A new beginning on a realistic basis between Pakistan and United States is only possible if both countries come to terms with the past, shedding the self-serving myths peddled to promote failed policies. A couple of these myths are noteworthy.

The first myth is that the "joint jihad" in Afghanistan by the United States and Pakistan had not begun before the entry of Soviet troops in Kabul in 1979.

As a 1998 interview of Carter's national security adviser, Zbigniew Brzezinski, to a French newspaper, said, "According to the official version of history, CIA aid to the mujahideen began in 1980, after the Soviet army invaded Afghanistan in December 1979. But the reality is completely otherwise: It was July 3, 1979, that President Carter signed the first directive for secret aid to the opponents of the pro-Soviet regime in Kabul," Brzezinski was quoted as saying. "And that very day, I wrote a note to the president in which I explained to him that in my opinion this aid was going to induce a Soviet military intervention."
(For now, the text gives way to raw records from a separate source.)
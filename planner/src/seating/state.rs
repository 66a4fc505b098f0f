//! Seating partition state and its read-only views.

use super::error::SeatingError;
use seatplan_core::types::{
    Capacity, EventRecord, Guest, GuestId, Table, TableId, TableOrigin,
};
use serde::{Deserialize, Serialize};

/// Seating partition of one event.
///
/// A guest is seated at a table when its `table_id` names a table in
/// `tables`. Loading normalizes references to tables outside this event to
/// `None`, so every guest is either in the unassigned pool or at exactly one
/// table of the partition.
///
/// Guests outside the event's guest list may still hold a stored seat at one
/// of its tables. Those seats are kept in `held`: they count against capacity
/// and delete confirmation but never show up as members.
#[derive(Clone, Debug, Default, Serialize, Deserialize)]
pub struct SeatingState {
    /// Loaded event, `None` until `LoadPartition` completes
    pub event: Option<EventRecord>,
    /// In-scope guests, in store list order
    pub guests: Vec<Guest>,
    /// Tables of the event, in creation order
    pub tables: Vec<Table>,
    /// Seats at the event's tables held by guests outside the guest list
    pub held: Vec<(GuestId, TableId)>,
    /// Last error for display
    pub last_error: Option<SeatingError>,
}

impl SeatingState {
    /// Creates an empty state
    #[must_use]
    pub const fn new() -> Self {
        Self {
            event: None,
            guests: Vec::new(),
            tables: Vec::new(),
            held: Vec::new(),
            last_error: None,
        }
    }

    /// Whether an event has been loaded
    #[must_use]
    pub const fn is_loaded(&self) -> bool {
        self.event.is_some()
    }

    /// Looks up an in-scope guest
    #[must_use]
    pub fn guest(&self, guest_id: GuestId) -> Option<&Guest> {
        self.guests.iter().find(|g| g.id == guest_id)
    }

    pub(crate) fn guest_mut(&mut self, guest_id: GuestId) -> Option<&mut Guest> {
        self.guests.iter_mut().find(|g| g.id == guest_id)
    }

    /// Looks up a table of the loaded event
    #[must_use]
    pub fn table(&self, table_id: TableId) -> Option<&Table> {
        self.tables.iter().find(|t| t.id == table_id)
    }

    /// Table the guest sits at, if any
    #[must_use]
    pub fn table_of(&self, guest_id: GuestId) -> Option<TableId> {
        self.guest(guest_id).and_then(|g| g.table_id)
    }

    /// Members of a table, in guest list order
    #[must_use]
    pub fn members_of(&self, table_id: TableId) -> Vec<GuestId> {
        self.guests
            .iter()
            .filter(|g| g.table_id == Some(table_id))
            .map(|g| g.id)
            .collect()
    }

    /// Seats at the table held by guests outside the guest list
    #[must_use]
    pub fn held_at(&self, table_id: TableId) -> usize {
        self.held.iter().filter(|(_, t)| *t == table_id).count()
    }

    /// Members plus held seats
    #[must_use]
    pub fn occupied(&self, table_id: TableId) -> usize {
        let seated = self
            .guests
            .iter()
            .filter(|g| g.table_id == Some(table_id))
            .count();
        seated + self.held_at(table_id)
    }

    /// Whether the table's seats are all taken, held seats included.
    ///
    /// Unknown tables are never full.
    #[must_use]
    pub fn is_full(&self, table_id: TableId) -> bool {
        self.table(table_id)
            .is_some_and(|table| self.occupied(table_id) >= table.capacity.seats())
    }

    /// Drops held seats at tables that are no longer part of the event
    pub(crate) fn release_held(&mut self, removed: &[TableId]) {
        self.held.retain(|(_, t)| !removed.contains(t));
    }

    /// Guests without a table, in guest list order
    #[must_use]
    pub fn unassigned(&self) -> Vec<GuestId> {
        self.guests
            .iter()
            .filter(|g| g.table_id.is_none())
            .map(|g| g.id)
            .collect()
    }

    /// Derived view: every table with its members, plus the unassigned pool.
    #[must_use]
    pub fn partition(&self) -> Partition {
        Partition {
            event: self.event.clone(),
            tables: self
                .tables
                .iter()
                .map(|table| TableView {
                    id: table.id,
                    name: table.name.clone(),
                    capacity: table.capacity,
                    origin: table.origin,
                    members: self.members_of(table.id),
                    held: self.held_at(table.id),
                })
                .collect(),
            unassigned: self.unassigned(),
        }
    }

    /// Captures guests and tables so a failed write can be undone.
    #[must_use]
    pub fn snapshot(&self) -> PartitionSnapshot {
        PartitionSnapshot {
            guests: self.guests.clone(),
            tables: self.tables.clone(),
            held: self.held.clone(),
        }
    }

    /// Restores a snapshot taken by [`SeatingState::snapshot`].
    pub fn restore(&mut self, snapshot: PartitionSnapshot) {
        self.guests = snapshot.guests;
        self.tables = snapshot.tables;
        self.held = snapshot.held;
    }
}

/// Guests and tables as they were before an optimistic update.
#[derive(Clone, Debug, PartialEq, Eq, Serialize, Deserialize)]
pub struct PartitionSnapshot {
    guests: Vec<Guest>,
    tables: Vec<Table>,
    held: Vec<(GuestId, TableId)>,
}

/// Read-only view of a seating partition.
#[derive(Clone, Debug, PartialEq, Eq, Serialize, Deserialize)]
pub struct Partition {
    /// The event this partition belongs to
    pub event: Option<EventRecord>,
    /// Tables in creation order, each with its members
    pub tables: Vec<TableView>,
    /// Guests without a table
    pub unassigned: Vec<GuestId>,
}

impl Partition {
    /// Looks up a table view
    #[must_use]
    pub fn table(&self, table_id: TableId) -> Option<&TableView> {
        self.tables.iter().find(|t| t.id == table_id)
    }

    /// Looks up a table view by display name
    #[must_use]
    pub fn table_named(&self, name: &str) -> Option<&TableView> {
        self.tables.iter().find(|t| t.name == name)
    }

    /// Table whose member list contains the guest
    #[must_use]
    pub fn table_of(&self, guest_id: GuestId) -> Option<TableId> {
        self.tables
            .iter()
            .find(|t| t.members.contains(&guest_id))
            .map(|t| t.id)
    }

    /// Total number of guests in the partition
    #[must_use]
    pub fn guest_count(&self) -> usize {
        self.unassigned.len() + self.tables.iter().map(|t| t.members.len()).sum::<usize>()
    }
}

/// One table with its members.
#[derive(Clone, Debug, PartialEq, Eq, Serialize, Deserialize)]
pub struct TableView {
    /// Table identifier
    pub id: TableId,
    /// Display name
    pub name: String,
    /// Seats
    pub capacity: Capacity,
    /// Manual or generated
    pub origin: TableOrigin,
    /// Seated guests, in guest list order
    pub members: Vec<GuestId>,
    /// Seats taken by guests outside the event's guest list
    pub held: usize,
}

impl TableView {
    /// Whether every seat is taken
    #[must_use]
    pub fn is_full(&self) -> bool {
        self.members.len() + self.held >= self.capacity.seats()
    }

    /// Seats still free
    #[must_use]
    pub fn free_seats(&self) -> usize {
        self.capacity
            .seats()
            .saturating_sub(self.members.len() + self.held)
    }
}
In other words, Afghanistan had already emerged as a pawn in the superpower "Great Game" prior to the Soviet invasion, with the US strategy to trap Moscow by trying to "induce" the Red Army to intervene. Brzezinski added that the "secret operation was an excellent idea, [as] we now had the opportunity of giving to the USSR its Vietnam War".

When the interviewer for France's Le Nouvel Observateur asked Carter's national security adviser "do you regret having supported Islamic fundamentalism, having given arms and advice to future terrorists?", he gave a very matter-of-fact answer, reflecting a cold calculation of the US interest: "What is most important for the history of the world? The Taliban or the collapse of the Soviet Empire? Some stirred-up Muslims or the liberation of Central Europe and the end of the Cold War?"
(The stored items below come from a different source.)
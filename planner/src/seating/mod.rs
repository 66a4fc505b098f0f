//! Seating partition of one wedding event.
//!
//! - [`SeatingState`]: guests, tables and the derived [`Partition`]
//! - [`SeatingAction`]: commands, events and outcomes
//! - [`SeatingReducer`]: validation, optimistic apply, persistence, rollback
//! - [`autogen`]: the grouping heuristic behind auto-generate

pub mod actions;
pub mod autogen;
pub mod environment;
pub mod error;
pub mod reducer;
pub mod state;

pub use actions::{Outcome, SeatingAction};
pub use autogen::{AutoGeneratePolicy, GenerationReport};
pub use environment::SeatingEnvironment;
pub use error::SeatingError;
pub use reducer::SeatingReducer;
pub use state::{Partition, PartitionSnapshot, SeatingState, TableView};
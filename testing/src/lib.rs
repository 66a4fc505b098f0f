//! # Seatplan Testing
//!
//! Testing utilities for the seating allocator.
//!
//! This crate provides:
//! - [`ReducerTest`]: Given/When/Then harness for reducers
//! - [`InMemoryRecordStore`]: deterministic record store with failure injection
//! - [`FixedClock`]: deterministic time
//! - [`properties`]: proptest strategies for guests and seating commands
//!
//! ## Example
//!
//! ```ignore
//! use seatplan_testing::{InMemoryRecordStore, test_clock};
//!
//! #[tokio::test]
//! async fn test_assign_flow() {
//!     let store = InMemoryRecordStore::new();
//!     let event = store.insert_event(EventRecord::new(owner, EventName::Haldi, "Haldi"));
//!     store.insert_guest(guest);
//!
//!     let allocator = SeatingAllocator::new(env_with(store.clone()));
//!     allocator.load(event.id).await?;
//! }
//! ```

use chrono::{DateTime, Utc};
use seatplan_core::environment::Clock;

pub mod properties;
pub mod record_store;

/// Mock implementations of environment traits
pub mod mocks {
    use super::{Clock, DateTime, Utc};

    /// Fixed clock for deterministic tests
    ///
    /// # Example
    ///
    /// ```
    /// use seatplan_testing::mocks::FixedClock;
    /// use seatplan_core::environment::Clock;
    /// use chrono::Utc;
    ///
    /// let clock = FixedClock::new(Utc::now());
    /// assert_eq!(clock.now(), clock.now());
    /// ```
    #[derive(Debug, Clone)]
    pub struct FixedClock {
        time: DateTime<Utc>,
    }

    impl FixedClock {
        /// Create a new fixed clock with the given time
        #[must_use]
        pub const fn new(time: DateTime<Utc>) -> Self {
            Self { time }
        }
    }

    impl Clock for FixedClock {
        fn now(&self) -> DateTime<Utc> {
            self.time
        }
    }

    /// Default fixed clock for tests (2025-01-01 00:00:00 UTC)
    #[must_use]
    pub fn test_clock() -> FixedClock {
        FixedClock::new(DateTime::<Utc>::UNIX_EPOCH + chrono::Duration::days(20_089))
    }
}

pub use mocks::{FixedClock, test_clock};
pub use record_store::InMemoryRecordStore;
pub use reducer_test::ReducerTest;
In other words, if the price for the United States to achieve the break-up of the Soviet Union was in the form of the Taliban's emergence, which US policies helped create, then it was worth it from their perspective.

The second myth pertains to the Taliban and bin Laden. When the Taliban emerged on the scene in 1996, the United States saw in Taliban control a semblance of stability that met two key US goals - an environment conducive to US-built oil and gas pipelines from Central Asia via Afghanistan to Pakistan, and in countering Iran on its western flank.

In fact, Robin Raphel, then US assistant secretary of state for South Asia, through her visits to Kandahar to meet the Taliban leadership and Zalmay Khalilzad, now Bush's main adviser on Afghanistan, advocated in 1997 that the "United States should engage the Taliban" since "the Taliban do not practice the kind of anti-US-style fundamentalism practiced by Iran".

At the time, bin Laden, apart from being a CIA-backed holy warrior against the "Evil Empire" during the Cold War as late as 1996, or even 1998, was not yet on the top of the US hit list for the Muslim world. US media reports say that Sudan was willing to extradite bin Laden but that the Clinton administration then felt that "it was lacking a case to indict him in US courts".

Likewise, the interview last month of the former Saudi head of intelligence, Prince Turki al Faisal, by a Saudi newspaper, has not been refuted - it said that just before the US cruise-missile attacks on Afghanistan in August 1998, Taliban supremo Mullah Omar was apparently agreeable to handing bin Laden to a third country.

If both Pakistan and the United States accept that their past policies failed, a realistic premise for new policies toward Afghanistan and a new bilateral relationship will have been set.